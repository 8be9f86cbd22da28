//! # modelkv: Schema-driven Resource Store
//!
//! modelkv는 선언적 모델 정의를 키-값 저장소의 물리 테이블로 매핑하는 스토리지 코어입니다.
//! 모델 하나당 테이블 하나, 행 크기 예산을 넘는 리소스는 오버플로 저장소로 분리됩니다.
//!
//! ## 주요 특징
//!
//! - **Schema Translator**: Model → TableDefinition (keys, indexes, attribute types)
//! - **Overflow Codec**: greedy minify under a row budget, inflate on read
//! - **Table Gateway**: get/create/update/destroy with single-flight table creation
//! - **Query Planner**: index query vs. scan, residual filters, native or in-memory ordering
//! - **Backends**: in-memory (DashMap) and persistent (sled)
//!
//! ## 빠른 시작
//!
//! ```rust
//! use modelkv_core::{Engine, EngineConfig, ListArgs, Model, ModelRegistry, OrderBy, Property, Resource};
//! use modelkv_core::query::Filter;
//!
//! # #[tokio::main(flavor = "current_thread")]
//! # async fn main() -> modelkv_core::MkvResult<()> {
//! let models = ModelRegistry::new(vec![
//!     Model::new("acme.Note")
//!         .property("body", Property::string())
//!         .required("body"),
//! ])?;
//! let engine = Engine::in_memory(models, EngineConfig::default())?;
//!
//! // 쓰기: 테이블은 첫 접근 시 자동 생성
//! let notes = engine.table("acme.Note")?;
//! for (link, time) in [("L1", 1), ("L2", 2)] {
//!     notes
//!         .create(
//!             Resource::new()
//!                 .with("link", link)
//!                 .with("author", "bob")
//!                 .with("time", time)
//!                 .with("body", "hi"),
//!         )
//!         .await?;
//! }
//!
//! // 조회: author EQ → AuthorAndDateIndex 쿼리, time 역순
//! let args = ListArgs::new()
//!     .filter(Filter::new().eq("author", "bob"))
//!     .order_by(OrderBy::desc("time"));
//! let latest = engine.resolvers().list("acme.Note", &args).await?;
//! assert_eq!(latest[0].link(), Some("L2"));
//! # Ok(())
//! # }
//! ```
//!
//! ## 아키텍처
//!
//! ```text
//! ModelRegistry → SchemaCache → TableDefinition
//! Resolvers → TableCatalog → TableGateway ─┬─ KvBackend   (rows)
//!                      │                   └─ ObjectStore (overflow)
//!                      └ plan() → ExecutionPlan → Cursor
//! ```
//!
//! ## 모듈 구조
//!
//! - [`model`]: 모델 정의, 레지스트리, introspection
//! - [`schema`]: 테이블 정의와 변환기
//! - [`overflow`]: minify / inflate
//! - [`storage`]: 백엔드 트레잇과 구현
//! - [`engine`]: 카탈로그, 게이트웨이, 커서
//! - [`query`]: 필터, 플래너, 실행기
//! - [`resolver`]: get / list / update

pub mod config;
pub mod engine;
pub mod error;
pub mod model;
pub mod overflow;
pub mod query;
pub mod resolver;
pub mod resource;
pub mod schema;
pub mod storage;

// Logging utilities
pub mod logging;

// ===== Re-exports =====
pub use config::{EngineConfig, OverflowWrite};
pub use engine::{Engine, TableCatalog, TableGateway};
pub use error::{MkvError, MkvResult};
pub use model::{Model, ModelRegistry, Property, PropertyType};
pub use query::{Filter, OrderBy};
pub use resolver::{ListArgs, Resolvers};
pub use resource::Resource;
pub use schema::{Key, TableDefinition};
pub use storage::{KvBackend, MemoryBackend, MemoryObjectStore, ObjectStore, SledBackend, SledObjectStore};
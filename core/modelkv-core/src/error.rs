//! Error types for the modelkv engine.
//!
//! All public APIs return `MkvResult<T>`: no panics in library code.

use thiserror::Error;

/// Unified error type for all modelkv operations.
#[derive(Debug, Error)]
pub enum MkvError {
    /// A model property declares a `type` the mapping layer does not know
    #[error("unknown property type '{type_name}' for {model}.{property}")]
    UnknownPropertyType {
        model: String,
        property: String,
        type_name: String,
    },

    /// Structurally invalid model definition
    #[error("invalid model '{model}': {message}")]
    InvalidModel { model: String, message: String },

    /// Model id is not present in the registry
    #[error("model '{0}' not found")]
    UnknownModel(String),

    /// Invalid engine configuration
    #[error("invalid config: {0}")]
    InvalidConfig(String),

    /// Requested row or overflow object does not exist
    #[error("{kind} '{key}' not found")]
    NotFound { kind: &'static str, key: String },

    /// Conditional create hit an existing row
    #[error("resource '{0}' already exists")]
    ResourceExists(String),

    /// Backend signal: the physical table is already provisioned
    #[error("table '{0}' already exists")]
    TableAlreadyExists(String),

    /// Physical table could not be created (retryable by a later caller)
    #[error("failed to create table '{table}': {reason}")]
    TableCreation { table: String, reason: String },

    /// Resource is missing a field the storage layer depends on
    #[error("invalid resource: {0}")]
    InvalidResource(String),

    /// Filter document is not shaped `{ OP: { property: value } }`
    #[error("invalid filter: {0}")]
    InvalidFilter(String),

    /// Generic failure from the physical store or overflow store
    #[error("backend error: {0}")]
    Backend(String),

    /// Serialization/deserialization error
    #[error("serialization error: {0}")]
    Serialization(String),

    /// sled embedded database error
    #[error("sled error: {source}")]
    Sled {
        #[from]
        source: sled::Error,
    },

    /// Standard I/O error
    #[error("io error: {source}")]
    Io {
        #[from]
        source: std::io::Error,
    },
}

impl MkvError {
    pub fn not_found(kind: &'static str, key: impl Into<String>) -> Self {
        MkvError::NotFound {
            kind,
            key: key.into(),
        }
    }

    pub fn is_not_found(&self) -> bool {
        matches!(self, MkvError::NotFound { .. })
    }

    /// Configuration errors are fatal and never retried.
    pub fn is_configuration(&self) -> bool {
        matches!(
            self,
            MkvError::UnknownPropertyType { .. }
                | MkvError::InvalidModel { .. }
                | MkvError::UnknownModel(_)
                | MkvError::InvalidConfig(_)
        )
    }

    /// Whether an outer layer may reasonably retry the failed call.
    pub fn is_retryable(&self) -> bool {
        matches!(
            self,
            MkvError::TableCreation { .. }
                | MkvError::Backend(_)
                | MkvError::Sled { .. }
                | MkvError::Io { .. }
        )
    }
}

/// Result type alias for all modelkv operations.
pub type MkvResult<T> = Result<T, MkvError>;

impl From<serde_json::Error> for MkvError {
    fn from(err: serde_json::Error) -> Self {
        MkvError::Serialization(err.to_string())
    }
}

impl From<sled::transaction::TransactionError<MkvError>> for MkvError {
    fn from(err: sled::transaction::TransactionError<MkvError>) -> Self {
        match err {
            sled::transaction::TransactionError::Abort(err) => err,
            sled::transaction::TransactionError::Storage(source) => MkvError::Sled { source },
        }
    }
}

impl From<tokio::task::JoinError> for MkvError {
    fn from(err: tokio::task::JoinError) -> Self {
        MkvError::Backend(err.to_string())
    }
}

#[cfg(test)]
mod tests {
    use super::*;

    #[test]
    fn error_display_unknown_property_type() {
        let err = MkvError::UnknownPropertyType {
            model: "tradle.Widget".to_string(),
            property: "size".to_string(),
            type_name: "decimal".to_string(),
        };
        assert_eq!(
            err.to_string(),
            "unknown property type 'decimal' for tradle.Widget.size"
        );
        assert!(err.is_configuration());
        assert!(!err.is_retryable());
    }

    #[test]
    fn error_display_not_found() {
        let err = MkvError::not_found("row", "L1");
        assert_eq!(err.to_string(), "row 'L1' not found");
        assert!(err.is_not_found());
    }

    #[test]
    fn error_table_creation_is_retryable() {
        let err = MkvError::TableCreation {
            table: "tradle_Widget".to_string(),
            reason: "throttled".to_string(),
        };
        assert!(err.is_retryable());
        assert!(err.to_string().contains("tradle_Widget"));
    }

    #[test]
    fn error_from_serde_json() {
        let parse: Result<serde_json::Value, _> = serde_json::from_str("{not json");
        let err: MkvError = parse.unwrap_err().into();
        assert!(matches!(err, MkvError::Serialization(_)));
    }

    #[test]
    fn error_from_aborted_transaction_keeps_cause() {
        let aborted = sled::transaction::TransactionError::Abort(MkvError::ResourceExists(
            "L1".to_string(),
        ));
        let err: MkvError = aborted.into();
        assert!(matches!(err, MkvError::ResourceExists(ref key) if key == "L1"));
    }
}
// sled 백엔드 통합 테스트: 엔진 재생성 후에도 행과 오버플로 객체 유지

use modelkv_core::query::Filter;
use modelkv_core::{
    Engine, EngineConfig, MkvError, MkvResult, ModelRegistry, OrderBy, Resource, SledBackend,
};
use serde_json::json;
use std::sync::Arc;

fn models() -> ModelRegistry {
    ModelRegistry::from_json_str(
        r#"[
            {
                "id": "acme.Report",
                "properties": {
                    "title": { "type": "string", "maxLength": 80 },
                    "body": { "type": "string" },
                    "score": { "type": "number" }
                },
                "required": ["title"]
            }
        ]"#,
    )
    .unwrap()
}

fn engine_on(db: &sled::Db) -> MkvResult<Engine> {
    let backend = SledBackend::from_db(db.clone());
    let objects = backend.object_store()?;
    Engine::new(
        models(),
        EngineConfig::default(),
        Arc::new(backend),
        Arc::new(objects),
    )
}

fn report(link: &str, time: i64, body: &str) -> Resource {
    Resource::new()
        .with("link", link)
        .with("permalink", "R0")
        .with("author", "carol")
        .with("time", time)
        .with("title", format!("report {link}"))
        .with("body", body)
}

#[tokio::test]
async fn test_rows_and_overflow_survive_new_engine() -> MkvResult<()> {
    let dir = tempfile::tempdir().unwrap();
    let db = sled::open(dir.path())?;
    let long_body = "lorem ipsum ".repeat(200);

    {
        let engine = engine_on(&db)?;
        let reports = engine.table("acme.Report")?;
        reports.create(report("R1", 1, &long_body)).await?;
        reports.create(report("R2", 2, "short")).await?;
    }

    // fresh caches: table creation reports "already exists" and succeeds
    let engine = engine_on(&db)?;
    let reports = engine.table("acme.Report")?;
    assert_eq!(reports.get("R1").await?, report("R1", 1, &long_body));

    let revisions = engine
        .list(
            "acme.Report",
            &Filter::from_json(&json!({ "EQ": { "permalink": "R0" } }))?,
            Some(&OrderBy::desc("time")),
            None,
        )
        .await?;
    let links: Vec<_> = revisions.iter().filter_map(Resource::link).collect();
    assert_eq!(links, vec!["R2", "R1"]);
    assert_eq!(revisions[1].get("body"), Some(&json!(long_body)));
    Ok(())
}

#[tokio::test]
async fn test_destroy_removes_from_index() -> MkvResult<()> {
    let db = sled::Config::new().temporary(true).open()?;
    let engine = engine_on(&db)?;
    let reports = engine.table("acme.Report")?;
    reports.create(report("R1", 1, "a")).await?;
    reports.create(report("R2", 2, "b")).await?;

    let removed = reports.destroy("R1").await?;
    assert_eq!(removed.link(), Some("R1"));

    let by_author = engine
        .list(
            "acme.Report",
            &Filter::new().eq("author", "carol"),
            None,
            None,
        )
        .await?;
    assert_eq!(by_author.len(), 1);
    assert_eq!(by_author[0].link(), Some("R2"));
    Ok(())
}

#[tokio::test]
async fn test_rejected_create_leaves_stored_resource_intact() -> MkvResult<()> {
    let db = sled::Config::new().temporary(true).open()?;
    let engine = engine_on(&db)?;
    let reports = engine.table("acme.Report")?;
    let long_body = "original body ".repeat(200);
    let original = report("R1", 1, &long_body);
    reports.create(original.clone()).await?;

    let intruder = report("R1", 9, &"intruder body ".repeat(200)).with("title", "intruder");
    let err = reports.create(intruder).await.unwrap_err();
    assert!(matches!(err, MkvError::ResourceExists(_)));

    // the row is minified, so this reads the overflow copy
    assert_eq!(reports.get("R1").await?, original);
    Ok(())
}
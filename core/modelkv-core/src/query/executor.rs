//! Runs an [`ExecutionPlan`] against a gateway.

use super::filter::OrderBy;
use super::planner::{AccessPath, ExecutionPlan, PlanOrder};
use crate::engine::TableGateway;
use crate::error::MkvResult;
use crate::resource::Resource;
use crate::storage::compare::compare_optional;

pub async fn execute(gateway: &TableGateway, plan: &ExecutionPlan) -> MkvResult<Vec<Resource>> {
    let mut cursor = match &plan.access {
        AccessPath::PrimaryKey { value, .. } => gateway.query(value.clone()),
        AccessPath::Index { name, value, .. } => gateway.query(value.clone()).using_index(name),
        AccessPath::Scan => gateway.scan(),
    };

    for condition in &plan.residual {
        cursor = cursor.filter(condition.clone());
    }
    if let PlanOrder::Native(order) = plan.order {
        cursor = cursor.order(order);
    }
    if let Some(limit) = plan.native_limit() {
        cursor = cursor.limit(limit);
    }

    let mut items = cursor.exec().await?.items;

    if let PlanOrder::InMemory(order_by) = &plan.order {
        sort_by_property(&mut items, order_by);
        if let Some(limit) = plan.limit {
            items.truncate(limit);
        }
    }
    Ok(items)
}

/// Stable sort on one property.
pub fn sort_by_property(items: &mut [Resource], order_by: &OrderBy) {
    let property = order_by.property.as_str();
    items.sort_by(|a, b| {
        let ordering = compare_optional(a.get(property), b.get(property));
        if order_by.descending {
            ordering.reverse()
        } else {
            ordering
        }
    });
}

#[cfg(test)]
mod tests {
    use super::*;
    use proptest::prelude::*;
    use serde_json::json;

    fn times(items: &[Resource]) -> Vec<i64> {
        items
            .iter()
            .filter_map(|r| r.get("time").and_then(|t| t.as_i64()))
            .collect()
    }

    #[test]
    fn test_sort_by_property() {
        let mut items: Vec<Resource> = [3, 1, 2]
            .into_iter()
            .map(|t| Resource::new().with("time", t))
            .collect();

        sort_by_property(&mut items, &OrderBy::asc("time"));
        assert_eq!(times(&items), vec![1, 2, 3]);

        sort_by_property(&mut items, &OrderBy::desc("time"));
        assert_eq!(times(&items), vec![3, 2, 1]);
    }

    #[test]
    fn test_sort_is_stable() {
        let mut items = vec![
            Resource::new().with("k", 1).with("tag", "a"),
            Resource::new().with("k", 0).with("tag", "b"),
            Resource::new().with("k", 1).with("tag", "c"),
        ];
        sort_by_property(&mut items, &OrderBy::asc("k"));
        let tags: Vec<_> = items.iter().map(|r| r.get("tag").cloned()).collect();
        assert_eq!(tags, vec![Some(json!("b")), Some(json!("a")), Some(json!("c"))]);
    }

    fn mixed() -> Vec<Resource> {
        [
            json!("2x"),
            json!("5"),
            json!("10"),
            json!(7),
            json!("abc"),
            json!(null),
            json!(true),
            json!("-3"),
        ]
        .into_iter()
        .map(|k| Resource::new().with("k", k))
        .collect()
    }

    proptest! {
        #[test]
        fn test_mixed_sort_ignores_input_order(shuffled in Just(mixed()).prop_shuffle()) {
            let mut items = shuffled;
            sort_by_property(&mut items, &OrderBy::asc("k"));
            let keys: Vec<_> = items.iter().map(|r| r.get("k").cloned()).collect();
            prop_assert_eq!(
                keys,
                vec![
                    Some(json!(null)),
                    Some(json!(true)),
                    Some(json!("-3")),
                    Some(json!("5")),
                    Some(json!(7)),
                    Some(json!("10")),
                    Some(json!("2x")),
                    Some(json!("abc")),
                ]
            );
        }
    }
}
//! Model Registry: immutable id → model mapping, fully loaded before use

use super::{Model, RawModel, introspect};
use crate::error::{MkvError, MkvResult};
use ahash::AHashMap;
use std::sync::Arc;

/// Loaded models, keyed by id. Never mutated after construction.
#[derive(Debug, Clone, Default)]
pub struct ModelRegistry {
    models: AHashMap<String, Arc<Model>>,
}

impl ModelRegistry {
    /// Build a registry, validating every model.
    pub fn new(models: impl IntoIterator<Item = Model>) -> MkvResult<Self> {
        let mut map = AHashMap::new();
        for model in models {
            model.validate()?;
            if map.contains_key(&model.id) {
                return Err(MkvError::InvalidModel {
                    model: model.id.clone(),
                    message: "duplicate model id".to_string(),
                });
            }
            map.insert(model.id.clone(), Arc::new(model));
        }
        Ok(Self { models: map })
    }

    /// Load from JSON: either an array of models or an object keyed by id.
    pub fn from_json_str(json: &str) -> MkvResult<Self> {
        let value: serde_json::Value = serde_json::from_str(json)?;
        let raws: Vec<RawModel> = match value {
            serde_json::Value::Array(items) => items
                .into_iter()
                .map(serde_json::from_value)
                .collect::<Result<_, _>>()?,
            serde_json::Value::Object(map) => map
                .into_iter()
                .map(|(_, v)| serde_json::from_value(v))
                .collect::<Result<_, _>>()?,
            _ => {
                return Err(MkvError::Serialization(
                    "models must be a JSON array or object".to_string(),
                ));
            }
        };

        let models = raws
            .into_iter()
            .map(Model::try_from)
            .collect::<MkvResult<Vec<_>>>()?;
        Self::new(models)
    }

    pub fn get(&self, id: &str) -> MkvResult<&Arc<Model>> {
        self.models
            .get(id)
            .ok_or_else(|| MkvError::UnknownModel(id.to_string()))
    }

    pub fn try_get(&self, id: &str) -> Option<&Arc<Model>> {
        self.models.get(id)
    }

    pub fn contains(&self, id: &str) -> bool {
        self.models.contains_key(id)
    }

    pub fn len(&self) -> usize {
        self.models.len()
    }

    pub fn is_empty(&self) -> bool {
        self.models.is_empty()
    }

    /// Model ids, sorted for deterministic iteration.
    pub fn ids(&self) -> Vec<&str> {
        let mut ids: Vec<&str> = self.models.keys().map(String::as_str).collect();
        ids.sort_unstable();
        ids
    }

    /// Ids of models that can own a physical table.
    pub fn instantiable_models(&self, base_model_id: &str) -> Vec<&str> {
        self.ids()
            .into_iter()
            .filter(|id| {
                self.models
                    .get(*id)
                    .is_some_and(|m| introspect::is_instantiable(m, base_model_id))
            })
            .collect()
    }
}

#[cfg(test)]
mod tests {
    use super::*;
    use crate::model::Property;

    #[test]
    fn test_load_array_and_map_forms() {
        let array = r#"[
            { "id": "tradle.Photo", "properties": { "url": { "type": "string" } } },
            { "id": "tradle.Widget", "properties": { "name": { "type": "string" } }, "required": ["name"] }
        ]"#;
        let registry = ModelRegistry::from_json_str(array).unwrap();
        assert_eq!(registry.len(), 2);
        assert_eq!(registry.ids(), vec!["tradle.Photo", "tradle.Widget"]);

        let map = r#"{ "tradle.Photo": { "id": "tradle.Photo" } }"#;
        let registry = ModelRegistry::from_json_str(map).unwrap();
        assert!(registry.contains("tradle.Photo"));
    }

    #[test]
    fn test_unknown_type_fails_registry_load() {
        let json = r#"[{ "id": "a.B", "properties": { "x": { "type": "blob" } } }]"#;
        let err = ModelRegistry::from_json_str(json).unwrap_err();
        assert!(err.is_configuration());
    }

    #[test]
    fn test_unknown_model_lookup() {
        let registry = ModelRegistry::default();
        assert!(matches!(
            registry.get("nope"),
            Err(MkvError::UnknownModel(id)) if id == "nope"
        ));
    }

    #[test]
    fn test_duplicate_ids_rejected() {
        let err = ModelRegistry::new(vec![Model::new("a.B"), Model::new("a.B")]).unwrap_err();
        assert!(matches!(err, MkvError::InvalidModel { .. }));
    }

    #[test]
    fn test_instantiable_models() {
        let registry = ModelRegistry::new(vec![
            Model::new("tradle.Model"),
            Model::new("tradle.Form").interface(),
            Model::new("tradle.Base").abstract_model(),
            Model::new("tradle.Widget").property("name", Property::string()),
        ])
        .unwrap();

        assert_eq!(
            registry.instantiable_models("tradle.Model"),
            vec!["tradle.Widget"]
        );
    }
}
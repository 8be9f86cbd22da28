//! Query module: filter parsing, access-path planning and execution.
//!
//! ```text
//! Filter + OrderBy + limit → plan() → ExecutionPlan → execute() → [Resource]
//! ```

pub mod executor;
pub mod filter;
pub mod planner;

pub use executor::{execute, sort_by_property};
pub use filter::{Filter, OrderBy};
pub use planner::{AccessPath, ExecutionPlan, PlanOrder, plan};
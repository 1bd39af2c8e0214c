//! Summary metrics over a subset of listings.
//!
//! Every helper is total: an empty subset yields `None` (or an empty
//! collection) rather than a zero that could be mistaken for real data.

use std::collections::BTreeMap;
use std::num::NonZeroU32;

use serde::Serialize;

use crate::data::model::Listing;
use crate::geo::GeoPoint;

/// Quantile of already-sorted values using linear interpolation between the
/// two nearest ranks (NumPy's default method). `q` is clamped to `[0, 1]`.
pub fn quantile(sorted: &[f64], q: f64) -> Option<f64> {
    let n = sorted.len();
    if n == 0 {
        return None;
    }
    if n == 1 {
        return Some(sorted[0]);
    }

    let rank = q.clamp(0.0, 1.0) * (n - 1) as f64;
    let lower = rank.floor() as usize;
    let upper = (rank.ceil() as usize).min(n - 1);
    let frac = rank - lower as f64;

    if lower == upper {
        Some(sorted[lower])
    } else {
        Some(sorted[lower] * (1.0 - frac) + sorted[upper] * frac)
    }
}

fn mean(values: impl Iterator<Item = f64>) -> Option<f64> {
    let (sum, count) = values.fold((0.0, 0usize), |(s, c), v| (s + v, c + 1));
    (count > 0).then(|| sum / count as f64)
}

/// Mean nightly price.
pub fn mean_price(subset: &[&Listing]) -> Option<f64> {
    mean(subset.iter().map(|l| l.price))
}

/// Estimated cost of a stay at `mean_price` per night.
pub fn projected_cost(mean_price: f64, nights: NonZeroU32) -> f64 {
    mean_price * f64::from(nights.get())
}

/// Mean security index over listings that carry one. `None` when the subset
/// is empty or the source had no `security_index` column.
pub fn mean_security(subset: &[&Listing]) -> Option<f64> {
    mean(subset.iter().filter_map(|l| l.security_index))
}

/// The `n` most reviewed listings, descending; ties keep subset order.
pub fn top_by_reviews<'a>(subset: &[&'a Listing], n: usize) -> Vec<&'a Listing> {
    let mut sorted = subset.to_vec();
    sorted.sort_by(|a, b| b.number_of_reviews.cmp(&a.number_of_reviews));
    sorted.truncate(n);
    sorted
}

// ---------------------------------------------------------------------------
// Grouped distributions (box-plot statistics)
// ---------------------------------------------------------------------------

/// Categorical column used to group listings.
#[derive(Debug, Clone, Copy, PartialEq, Eq, Serialize)]
#[serde(rename_all = "snake_case")]
pub enum GroupColumn {
    Neighbourhood,
    RoomType,
}

impl GroupColumn {
    pub fn key<'a>(&self, listing: &'a Listing) -> &'a str {
        match self {
            GroupColumn::Neighbourhood => &listing.neighbourhood,
            GroupColumn::RoomType => &listing.room_type,
        }
    }
}

#[derive(Debug, Clone, Copy, PartialEq, Serialize)]
pub struct Quartiles {
    pub q1: f64,
    pub median: f64,
    pub q3: f64,
}

/// Price distribution of one group.
#[derive(Debug, Clone, PartialEq, Serialize)]
pub struct PriceDistribution {
    pub count: usize,
    /// Lowest price inside the lower fence.
    pub min: f64,
    /// Highest price inside the upper fence.
    pub max: f64,
    pub quartiles: Quartiles,
    /// `q1 - 1.5 * IQR`
    pub lower_fence: f64,
    /// `q3 + 1.5 * IQR`
    pub upper_fence: f64,
    /// Prices outside the fences, ascending.
    pub outliers: Vec<f64>,
}

impl PriceDistribution {
    pub fn from_prices(prices: &[f64]) -> Option<Self> {
        let mut sorted = prices.to_vec();
        sorted.sort_by(f64::total_cmp);

        let quartiles = Quartiles {
            q1: quantile(&sorted, 0.25)?,
            median: quantile(&sorted, 0.5)?,
            q3: quantile(&sorted, 0.75)?,
        };
        let iqr = quartiles.q3 - quartiles.q1;
        let lower_fence = quartiles.q1 - 1.5 * iqr;
        let upper_fence = quartiles.q3 + 1.5 * iqr;

        let (inside, outliers): (Vec<f64>, Vec<f64>) = sorted
            .iter()
            .copied()
            .partition(|p| (lower_fence..=upper_fence).contains(p));

        // Q1..Q3 always lie inside the fences, so `inside` is never empty.
        let min = inside.first().copied().unwrap_or(quartiles.q1);
        let max = inside.last().copied().unwrap_or(quartiles.q3);

        Some(PriceDistribution {
            count: sorted.len(),
            min,
            max,
            quartiles,
            lower_fence,
            upper_fence,
            outliers,
        })
    }
}

/// Price distribution per group value.
pub fn grouped_price_stats(
    subset: &[&Listing],
    group_by: GroupColumn,
) -> BTreeMap<String, PriceDistribution> {
    let mut groups: BTreeMap<&str, Vec<f64>> = BTreeMap::new();
    for listing in subset {
        groups
            .entry(group_by.key(listing))
            .or_default()
            .push(listing.price);
    }

    groups
        .into_iter()
        .filter_map(|(key, prices)| {
            PriceDistribution::from_prices(&prices).map(|d| (key.to_string(), d))
        })
        .collect()
}

// ---------------------------------------------------------------------------
// Dashboard helpers
// ---------------------------------------------------------------------------

/// Lowest and highest price, used to bound a price range selection.
pub fn price_bounds(subset: &[&Listing]) -> Option<(f64, f64)> {
    subset.iter().map(|l| l.price).fold(None, |acc, p| match acc {
        None => Some((p, p)),
        Some((lo, hi)) => Some((lo.min(p), hi.max(p))),
    })
}

/// Mean coordinate of the subset, used to centre a map.
pub fn map_center(subset: &[&Listing]) -> Option<GeoPoint> {
    let latitude = mean(subset.iter().map(|l| l.latitude))?;
    let longitude = mean(subset.iter().map(|l| l.longitude))?;
    Some(GeoPoint::new(latitude, longitude))
}

/// Split a subset into one group per neighbourhood.
///
/// Groups follow `selected` when it is non-empty (zones with no listings are
/// skipped), otherwise first appearance in `subset`.
pub fn partition_by_neighbourhood<'a>(
    subset: &[&'a Listing],
    selected: &[String],
) -> Vec<(String, Vec<&'a Listing>)> {
    let order: Vec<String> = if selected.is_empty() {
        let mut seen: Vec<String> = Vec::new();
        for listing in subset {
            if !seen.contains(&listing.neighbourhood) {
                seen.push(listing.neighbourhood.clone());
            }
        }
        seen
    } else {
        selected.to_vec()
    };

    order
        .into_iter()
        .filter_map(|zone| {
            let rows: Vec<&Listing> = subset
                .iter()
                .copied()
                .filter(|l| l.neighbourhood == zone)
                .collect();
            (!rows.is_empty()).then_some((zone, rows))
        })
        .collect()
}

/// Headline figures for a filtered subset.
#[derive(Debug, Clone, PartialEq, Serialize)]
pub struct Summary {
    pub options: usize,
    pub mean_price: Option<f64>,
    pub nights: u32,
    pub projected_cost: Option<f64>,
    pub mean_security: Option<f64>,
}

impl Summary {
    pub fn compute(subset: &[&Listing], nights: NonZeroU32) -> Self {
        let mean_price = mean_price(subset);
        Summary {
            options: subset.len(),
            mean_price,
            nights: nights.get(),
            projected_cost: mean_price.map(|m| projected_cost(m, nights)),
            mean_security: mean_security(subset),
        }
    }
}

==================================================

# ACTION ITEM:
The answer is the lines above between the line holding "pub mod logging;" and the line holding "filename core/modelkv-core/src/error.rs", inclusive, each written out exactly, and no others.

# WRITTEN REPLY:
pub mod logging;

// ===== Re-exports =====
pub use config::{EngineConfig, OverflowWrite};
pub use engine::{Engine, TableCatalog, TableGateway};
pub use error::{MkvError, MkvResult};
pub use model::{Model, ModelRegistry, Property, PropertyType};
pub use query::{Filter, OrderBy};
pub use resolver::{ListArgs, Resolvers};
pub use resource::Resource;
pub use schema::{Key, TableDefinition};
pub use storage::{KvBackend, MemoryBackend, MemoryObjectStore, ObjectStore, SledBackend, SledObjectStore};
filename core/modelkv-core/src/error.rs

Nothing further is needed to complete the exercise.